Lettre qui suggère bien des commentaires mais, pour nous en tenir à notre problème, qui surtout nous fait en quelque sorte assister du dedans au moment où Vygotski va se décider à écrire Histoire du développement…, et nous en dévoile les attendus. En premier, indulgent envers les personnes, un verdict impitoyablement lucide sur le point théorique où en est le jeune collectif qui s’est formé depuis 1924 autour de lui : amateurisme, éclectisme, carence sur l’essentiel. Ensuite, un cap à viser en totale autonomie de pensée et rigueur de démarche : au stade où en est désormais l’avancement de nos travaux expérimentaux, mettre au clair, selon notre point de vue, de quoi s’occupe ce que nous nommons « psychologie culturelle ». Implicite enfin, un constat : formuler en toute exigence cette identité organique de notre théorie ne peut être entrepris avec Luria, l’expérience des Etjudy n’est pas ici à renouveler – c’est de nouveau le moment de la prise de responsabilité personnelle.
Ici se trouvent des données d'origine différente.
use std::collections::BTreeMap;

use serde_json::{Map, Value, json};

use routecodex_protocol::openai::chat::{
    ChatChunkChoice, ChatCompletionChunk, ChatCompletionResponse, ChatDelta, ChatRole,
    ToolCallChunk, ToolCallChunkFunction,
};
use routecodex_protocol::openai::responses::{events, stream_event};
use routecodex_protocol::sse::SseEvent;

use super::response::chat_to_responses;

#[derive(Debug, Default)]
struct PendingCall {
    id: String,
    name: String,
    arguments: String,
}

/// Reassembles OpenAI chat chunks into Responses stream events.
///
/// Used when the entry protocol is Responses and the upstream target streams
/// chat deltas. Tool calls are accumulated so the terminal event can carry
/// the full `required_action` payload.
#[derive(Debug)]
pub struct ChatToResponsesStream {
    response_id: String,
    model: String,
    created: i64,
    started: bool,
    finished: bool,
    text: String,
    reasoning: String,
    calls: BTreeMap<i64, PendingCall>,
    finish_reason: Option<String>,
    usage: Option<Value>,
}

impl ChatToResponsesStream {
    pub fn new(response_id: impl Into<String>, model: impl Into<String>, created: i64) -> Self {
        Self {
            response_id: response_id.into(),
            model: model.into(),
            created,
            started: false,
            finished: false,
            text: String::new(),
            reasoning: String::new(),
            calls: BTreeMap::new(),
            finish_reason: None,
            usage: None,
        }
    }

    pub fn push_chunk(&mut self, chunk: ChatCompletionChunk) -> Vec<SseEvent> {
        let mut out = Vec::new();
        if !chunk.model.is_empty() {
            self.model = chunk.model.clone();
        }
        if !self.started {
            self.started = true;
            out.push(stream_event(
                events::CREATED,
                &json!({"response": self.skeleton("in_progress")}),
            ));
        }
        if chunk.usage.is_some() {
            self.usage = chunk.usage.clone();
        }

        for choice in chunk.choices {
            if let Some(reasoning) = choice.delta.reasoning_content
                && !reasoning.is_empty()
            {
                self.reasoning.push_str(&reasoning);
            }
            if let Some(text) = choice.delta.content
                && !text.is_empty()
            {
                self.text.push_str(&text);
                out.push(stream_event(
                    events::OUTPUT_TEXT_DELTA,
                    &json!({"delta": text}),
                ));
            }
            for call in choice.delta.tool_calls.into_iter().flatten() {
                out.extend(self.push_tool_chunk(call));
            }
            if let Some(reason) = choice.finish_reason {
                self.finish_reason = Some(reason);
            }
        }

        out
    }

    /// Close the stream: either a `required_action` handoff (tool calls seen)
    /// or a `completed` event carrying the assembled response. Idempotent.
    pub fn finish(&mut self) -> Vec<SseEvent> {
        if self.finished {
            return Vec::new();
        }
        self.finished = true;
        let response = self.build_response();
        if response.required_action.is_some() {
            vec![stream_event(
                events::REQUIRED_ACTION,
                &serde_json::to_value(&response).unwrap_or_default(),
            )]
        } else {
            vec![stream_event(
                events::COMPLETED,
                &json!({"response": serde_json::to_value(&response).unwrap_or_default()}),
            )]
        }
    }

    /// The response assembled so far; used by the engine to park the tool loop.
    pub fn build_response(&self) -> routecodex_protocol::openai::responses::ResponsesResponse {
        let mut chat = ChatCompletionResponse {
            id: self.response_id.clone(),
            object: "chat.completion".to_string(),
            created: self.created,
            model: self.model.clone(),
            choices: Vec::new(),
            usage: self.usage.clone(),
            extra: Map::new(),
        };
        let tool_calls: Vec<_> = self
            .calls
            .values()
            .map(|call| {
                routecodex_protocol::openai::chat::ToolCall::function(
                    call.id.clone(),
                    call.name.clone(),
                    call.arguments.clone(),
                )
            })
            .collect();
        chat.choices.push(routecodex_protocol::openai::chat::ChatChoice {
            index: 0,
            message: routecodex_protocol::openai::chat::ChatResponseMessage {
                role: ChatRole::Assistant,
                content: (!self.text.is_empty()).then(|| self.text.clone()),
                reasoning_content: (!self.reasoning.is_empty()).then(|| self.reasoning.clone()),
                tool_calls: (!tool_calls.is_empty()).then_some(tool_calls),
                extra: Map::new(),
            },
            finish_reason: self.finish_reason.clone(),
            extra: Map::new(),
        });
        chat_to_responses(chat, &self.response_id)
    }

    fn push_tool_chunk(&mut self, call: ToolCallChunk) -> Vec<SseEvent> {
        let mut out = Vec::new();
        if !self.calls.contains_key(&call.index) {
            let function = call.function.as_ref();
            let pending = PendingCall {
                id: call.id.clone().unwrap_or_default(),
                name: function.and_then(|f| f.name.clone()).unwrap_or_default(),
                arguments: String::new(),
            };
            out.push(stream_event(
                events::OUTPUT_ITEM_ADDED,
                &json!({"item": {
                    "type": "function_call",
                    "call_id": pending.id.clone(),
                    "name": pending.name.clone(),
                }}),
            ));
            self.calls.insert(call.index, pending);
        }
        let Some(current) = self.calls.get_mut(&call.index) else {
            return out;
        };
        if let Some(id) = call.id
            && !id.is_empty()
        {
            current.id = id;
        }
        if let Some(function) = call.function {
            if let Some(name) = function.name
                && !name.is_empty()
            {
                current.name = name;
            }
            if let Some(arguments) = function.arguments
                && !arguments.is_empty()
            {
                current.arguments.push_str(&arguments);
                out.push(stream_event(
                    events::FUNCTION_ARGS_DELTA,
                    &json!({"delta": arguments}),
                ));
            }
        }
        out
    }

    fn skeleton(&self, status: &str) -> Value {
        json!({
            "id": self.response_id,
            "object": "response",
            "created_at": self.created,
            "status": status,
            "model": self.model,
            "output": [],
        })
    }
}

/// Reassembles Responses stream events into OpenAI chat chunks.
///
/// Used when the entry protocol is chat-shaped and the upstream target
/// streams the Responses protocol.
#[derive(Debug)]
pub struct ResponsesToChatStream {
    id: String,
    model: String,
    created: i64,
    role_sent: bool,
    finished: bool,
    tool_slots: i64,
}

impl ResponsesToChatStream {
    pub fn new(created: i64) -> Self {
        Self {
            id: "chatcmpl".to_string(),
            model: "unknown".to_string(),
            created,
            role_sent: false,
            finished: false,
            tool_slots: 0,
        }
    }

    pub fn push_sse(&mut self, event: &SseEvent) -> Vec<ChatCompletionChunk> {
        let name = event.event.as_deref().unwrap_or_default();
        let data: Value = serde_json::from_str(&event.data).unwrap_or(Value::Null);

        match name {
            events::CREATED | events::IN_PROGRESS => {
                if let Some(response) = data.get("response") {
                    if let Some(id) = response.get("id").and_then(Value::as_str) {
                        self.id = id.to_string();
                    }
                    if let Some(model) = response.get("model").and_then(Value::as_str) {
                        self.model = model.to_string();
                    }
                }
                if self.role_sent {
                    return Vec::new();
                }
                self.role_sent = true;
                vec![self.chunk(
                    ChatDelta {
                        role: Some(ChatRole::Assistant),
                        ..Default::default()
                    },
                    None,
                )]
            }
            events::OUTPUT_TEXT_DELTA => {
                let text = data
                    .get("delta")
                    .and_then(Value::as_str)
                    .unwrap_or_default()
                    .to_string();
                vec![self.chunk(
                    ChatDelta {
                        content: Some(text),
                        ..Default::default()
                    },
                    None,
                )]
            }
            events::OUTPUT_ITEM_ADDED => {
                let Some(item) = data.get("item") else {
                    return Vec::new();
                };
                if item.get("type").and_then(Value::as_str) != Some("function_call") {
                    return Vec::new();
                }
                let slot = self.tool_slots;
                self.tool_slots += 1;
                vec![self.tool_chunk(
                    slot,
                    item.get("call_id")
                        .and_then(Value::as_str)
                        .map(|id| id.to_string()),
                    item.get("name")
                        .and_then(Value::as_str)
                        .map(|name| name.to_string()),
                    None,
                )]
            }
            events::FUNCTION_ARGS_DELTA => {
                if self.tool_slots == 0 {
                    return Vec::new();
                }
                let delta = data
                    .get("delta")
                    .and_then(Value::as_str)
                    .unwrap_or_default()
                    .to_string();
                vec![self.tool_chunk(self.tool_slots - 1, None, None, Some(delta))]
            }
            events::COMPLETED | events::REQUIRED_ACTION | events::FAILED => {
                self.finished = true;
                let finish = if name == events::REQUIRED_ACTION || self.tool_slots > 0 {
                    "tool_calls"
                } else {
                    "stop"
                };
                let usage = data
                    .get("response")
                    .and_then(|response| response.get("usage"))
                    .or_else(|| data.get("usage"))
                    .map(responses_usage_to_chat);
                let mut chunk = self.chunk(ChatDelta::default(), Some(finish.to_string()));
                chunk.usage = usage;
                vec![chunk]
            }
            _ => Vec::new(),
        }
    }

    pub fn finish(&mut self) -> Vec<ChatCompletionChunk> {
        if self.finished {
            return Vec::new();
        }
        self.finished = true;
        vec![self.chunk(ChatDelta::default(), Some("stop".to_string()))]
    }

    fn chunk(&self, delta: ChatDelta, finish_reason: Option<String>) -> ChatCompletionChunk {
        let mut chunk =
            ChatCompletionChunk::empty(self.id.clone(), self.model.clone(), self.created);
        chunk.choices.push(ChatChunkChoice {
            index: 0,
            delta,
            finish_reason,
        });
        chunk
    }

    fn tool_chunk(
        &self,
        slot: i64,
        id: Option<String>,
        name: Option<String>,
        arguments: Option<String>,
    ) -> ChatCompletionChunk {
        self.chunk(
            ChatDelta {
                tool_calls: Some(vec![ToolCallChunk {
                    index: slot,
                    id,
                    kind: Some("function".to_string()),
                    function: Some(ToolCallChunkFunction { name, arguments }),
                }]),
                ..Default::default()
            },
            None,
        )
    }
}

fn responses_usage_to_chat(usage: &Value) -> Value {
    let input = usage
        .get("input_tokens")
        .and_then(Value::as_u64)
        .unwrap_or(0);
    let output = usage
        .get("output_tokens")
        .and_then(Value::as_u64)
        .unwrap_or(0);
    json!({
        "prompt_tokens": input,
        "completion_tokens": output,
        "total_tokens": input + output,
    })
}

#[cfg(test)]
mod tests {
    use super::*;

    fn chat_chunk(delta: Value, finish: Option<&str>) -> ChatCompletionChunk {
        serde_json::from_value(json!({
            "id": "chatcmpl-1",
            "created": 1,
            "model": "gpt-5",
            "choices": [{"index": 0, "delta": delta, "finish_reason": finish}],
        }))
        .unwrap()
    }

    #[test]
    fn text_stream_finishes_with_completed_event() {
        let mut stream = ChatToResponsesStream::new("resp_1", "gpt-5", 0);
        let mut events_out = Vec::new();
        events_out.extend(stream.push_chunk(chat_chunk(json!({"content": "po"}), None)));
        events_out.extend(stream.push_chunk(chat_chunk(json!({"content": "ng"}), Some("stop"))));
        events_out.extend(stream.finish());

        assert_eq!(events_out[0].event.as_deref(), Some(events::CREATED));
        let last = events_out.last().unwrap();
        assert_eq!(last.event.as_deref(), Some(events::COMPLETED));
        let data: Value = serde_json::from_str(&last.data).unwrap();
        assert_eq!(data["response"]["status"], "completed");
    }

    #[test]
    fn tool_call_stream_hands_off_with_required_action() {
        let mut stream = ChatToResponsesStream::new("resp_2", "gpt-5", 0);
        stream.push_chunk(chat_chunk(
            json!({"tool_calls": [{
                "index": 0, "id": "call_1", "type": "function",
                "function": {"name": "echo", "arguments": "{\"text\":"},
            }]}),
            None,
        ));
        stream.push_chunk(chat_chunk(
            json!({"tool_calls": [{"index": 0, "function": {"arguments": "\"ping\"}"}}]}),
            Some("tool_calls"),
        ));
        let end = stream.finish();

        assert_eq!(end[0].event.as_deref(), Some(events::REQUIRED_ACTION));
        let data: Value = serde_json::from_str(&end[0].data).unwrap();
        assert_eq!(data["status"], "requires_action");
        let calls = &data["required_action"]["submit_tool_outputs"]["tool_calls"];
        assert_eq!(calls[0]["function"]["arguments"], "{\"text\":\"ping\"}");
    }

    #[test]
    fn responses_events_map_back_to_chat_chunks() {
        let mut stream = ResponsesToChatStream::new(0);
        let created = stream.push_sse(&stream_event(
            events::CREATED,
            &json!({"response": {"id": "resp_9", "model": "gpt-5"}}),
        ));
        assert_eq!(created[0].choices[0].delta.role, Some(ChatRole::Assistant));
        assert_eq!(created[0].id, "resp_9");

        let delta = stream.push_sse(&stream_event(
            events::OUTPUT_TEXT_DELTA,
            &json!({"delta": "hey"}),
        ));
        assert_eq!(delta[0].choices[0].delta.content.as_deref(), Some("hey"));

        let done = stream.push_sse(&stream_event(
            events::COMPLETED,
            &json!({"response": {"usage": {"input_tokens": 1, "output_tokens": 2}}}),
        ));
        assert_eq!(done[0].choices[0].finish_reason.as_deref(), Some("stop"));
        assert!(stream.finish().is_empty());
    }
}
Nous sommes fin juillet 1929 ; en septembre, stimulé par sa lecture de Politzer, Vygotski écrit fiévreusement la note qu’on lira en fin de volume ; il y a tout lieu de penser que sa rédaction des cinq premiers chapitres d’Histoire du développement… a commencé peu après.

44. Membre actif de l’équipe de Vygotski, tenant du parallélisme psycho-physiologique.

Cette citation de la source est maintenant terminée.